Google paid tribute to Homai Vyarawalla, India’s first woman photojournalist, with a Doodle.

She was known for photographing India’s transition from the British Raj to an independent country after its subsequent partition.

She was introduced to photography by her husband Manekcshaw Vyarawala, a photographer at the Times of India. Started her career as a photojournalist during the onset of World War II, she started taking up assignments for the Illustrated Weekly of India magazine. In 1942 she joined the British Information Service as a full-time employee.


She was a familiar sight among the other journalists and VIP personalities in Delhi. She was often seen in sari-clad, travelling from one end of the city to the other on a cycle.


Her contributions as a photo-journalist include immortalising the moment when the first Flag was hoisted at the Red Fort on August 15, 1947, the departure of the last Viceroy, Lord Mountbatten from the country, and the funerals of Mahatma Gandhi, Jawaharlal Nehru and Lal Bahadur Shastri.


Vyarawala also photographed Queen Elizabeth’s and former United States president, Dwight Eisenhower’s visits to India.

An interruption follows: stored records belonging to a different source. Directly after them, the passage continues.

//! DashScope native text-embedding provider

use crate::dashscope::config::DashScopeConfig;
use crate::error;
use crate::http::{create_headers, HttpClient, ReqwestClient};
use async_trait::async_trait;
use dashlm_core::{
    Embedding, EmbeddingProvider, EmbeddingRequest, EmbeddingResponse, EmbeddingUsage, Error,
};
use serde::Deserialize;
use serde_json::{json, Value};
use std::sync::Arc;

/// Embeddings through DashScope's native `text-embedding` service
///
/// # Example
///
/// ```no_run
/// use dashlm_core::EmbeddingProvider;
/// use dashlm_providers::DashScope;
///
/// # async fn example() -> Result<(), dashlm_core::Error> {
/// let embeddings = DashScope::from_env()?;
/// let vector = embeddings.embed_query("你好").await?;
/// println!("{} dimensions", vector.len());
/// # Ok(())
/// # }
/// ```
#[derive(Clone)]
pub struct DashScope {
    client: Arc<dyn HttpClient>,
    config: DashScopeConfig,
}

impl DashScope {
    /// Create a new provider with the given configuration and client
    pub fn new(config: DashScopeConfig, client: Arc<dyn HttpClient>) -> Self {
        Self { client, config }
    }

    /// Create a provider from a configuration with the default HTTP client
    pub fn from_config(config: DashScopeConfig) -> Result<Self, Error> {
        Ok(Self::new(config, Arc::new(ReqwestClient::new()?)))
    }

    /// Create a provider with just an API key
    pub fn with_api_key(api_key: impl Into<String>) -> Result<Self, Error> {
        Self::from_config(DashScopeConfig::new(api_key))
    }

    /// Create a provider with the key read from the environment
    pub fn from_env() -> Result<Self, Error> {
        Self::from_config(DashScopeConfig::from_env())
    }

    /// The active configuration
    pub fn config(&self) -> &DashScopeConfig {
        &self.config
    }

    fn request_body(&self, request: &EmbeddingRequest) -> Value {
        let mut body = json!({
            "model": request.model,
            "input": { "texts": request.input },
        });
        if let Some(dimension) = request.dimensions.or(self.config.dimension) {
            body["parameters"] = json!({ "dimension": dimension });
        }
        body
    }
}

#[async_trait]
impl EmbeddingProvider for DashScope {
    fn name(&self) -> &str {
        "dashscope"
    }

    fn default_model(&self) -> &str {
        &self.config.embedding_model
    }

    async fn embed(&self, request: EmbeddingRequest) -> Result<EmbeddingResponse, Error> {
        if request.input.is_empty() {
            return Err(Error::Validation("No texts to embed".to_string()));
        }
        tracing::debug!(
            model = %request.model,
            texts = request.input.len(),
            "dashscope embedding request"
        );

        let body = self.request_body(&request);
        let headers = create_headers(&self.config.api_key, None)?;
        let value = self
            .client
            .post(&self.config.embeddings_url(), headers, body)
            .await?;

        parse_embeddings(value, &request.model)
    }
}

fn parse_embeddings(value: Value, model: &str) -> Result<EmbeddingResponse, Error> {
    let response: NativeResponse =
        serde_json::from_value(value).map_err(error::serialization_error)?;

    let Some(output) = response.output else {
        let message = response
            .message
            .or(response.code)
            .unwrap_or_else(|| "Reply carried no output".to_string());
        return Err(error::to_core_error("dashscope", message, None));
    };

    let mut embeddings: Vec<Embedding> = output
        .embeddings
        .into_iter()
        .map(|e| Embedding {
            index: e.text_index,
            vector: e.embedding,
        })
        .collect();
    embeddings.sort_by_key(|e| e.index);

    Ok(EmbeddingResponse {
        embeddings,
        model: model.to_string(),
        usage: response.usage.map(|u| EmbeddingUsage {
            total_tokens: u.total_tokens,
        }),
    })
}

#[derive(Deserialize)]
struct NativeResponse {
    output: Option<NativeOutput>,
    usage: Option<NativeUsage>,
    code: Option<String>,
    message: Option<String>,
}

#[derive(Deserialize)]
struct NativeOutput {
    embeddings: Vec<NativeEmbedding>,
}

#[derive(Deserialize)]
struct NativeEmbedding {
    text_index: usize,
    embedding: Vec<f32>,
}

#[derive(Deserialize)]
struct NativeUsage {
    total_tokens: u32,
}

#[cfg(test)]
mod tests {
    use super::*;
    use pretty_assertions::assert_eq;

    fn provider() -> DashScope {
        DashScope::new(
            DashScopeConfig::new("k"),
            Arc::new(ReqwestClient::new().unwrap()),
        )
    }

    #[test]
    fn test_request_body() {
        let request = EmbeddingRequest::new("text-embedding-v3", vec!["你好".to_string()]);
        assert_eq!(
            provider().request_body(&request),
            json!({"model": "text-embedding-v3", "input": {"texts": ["你好"]}})
        );

        let request = request.with_dimensions(256);
        assert_eq!(
            provider().request_body(&request)["parameters"],
            json!({"dimension": 256})
        );
    }

    #[test]
    fn test_config_dimension_applies_when_request_has_none() {
        let provider = DashScope::new(
            DashScopeConfig::new("k").with_dimension(768),
            Arc::new(ReqwestClient::new().unwrap()),
        );
        let request = EmbeddingRequest::new("text-embedding-v3", vec!["a".to_string()]);
        assert_eq!(
            provider.request_body(&request)["parameters"]["dimension"],
            768
        );
    }

    #[test]
    fn test_parse_embeddings_orders_by_text_index() {
        let value = json!({
            "output": {"embeddings": [
                {"text_index": 1, "embedding": [0.3, 0.4]},
                {"text_index": 0, "embedding": [0.1, 0.2]}
            ]},
            "usage": {"total_tokens": 7},
            "request_id": "r-1"
        });
        let response = parse_embeddings(value, "text-embedding-v3").unwrap();
        assert_eq!(response.dimension(), Some(2));
        assert_eq!(response.usage.unwrap().total_tokens, 7);
        assert_eq!(
            response.into_vectors(),
            vec![vec![0.1, 0.2], vec![0.3, 0.4]]
        );
    }

    #[test]
    fn test_parse_error_reply() {
        let value = json!({"code": "InvalidParameter", "message": "texts must not be empty"});
        let error = parse_embeddings(value, "text-embedding-v3").unwrap_err();
        assert!(matches!(error, Error::Provider { ref message, .. } if message == "texts must not be empty"));
    }

    #[tokio::test]
    async fn test_empty_input_rejected_locally() {
        let request = EmbeddingRequest::new("text-embedding-v3", Vec::new());
        let error = provider().embed(request).await.unwrap_err();
        assert!(matches!(error, Error::Validation(_)));
    }
}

One of her close friends Sabeen Gadihoke describes her as an adventurous woman. Narrating an incident to The Hindu, she said, Stranded in Sikkim, she hitched a ride back on an army truck after taking images of a young Dalai Lama crossing the border in 1959. Once she came tumbling down while trying to shoot Mohammad Ali Jinnah, bringing to a halt the proceedings of his last press conference the day before he left for Pakistan in 1947. Homai’s fall brought a smile on Jinnah’s face. ‘


She was awarded the Padma Vibhushan, the second highest civilian award in India in 2011. She passed away at the age of 98 in 2012 in Vadodara, Gujarat.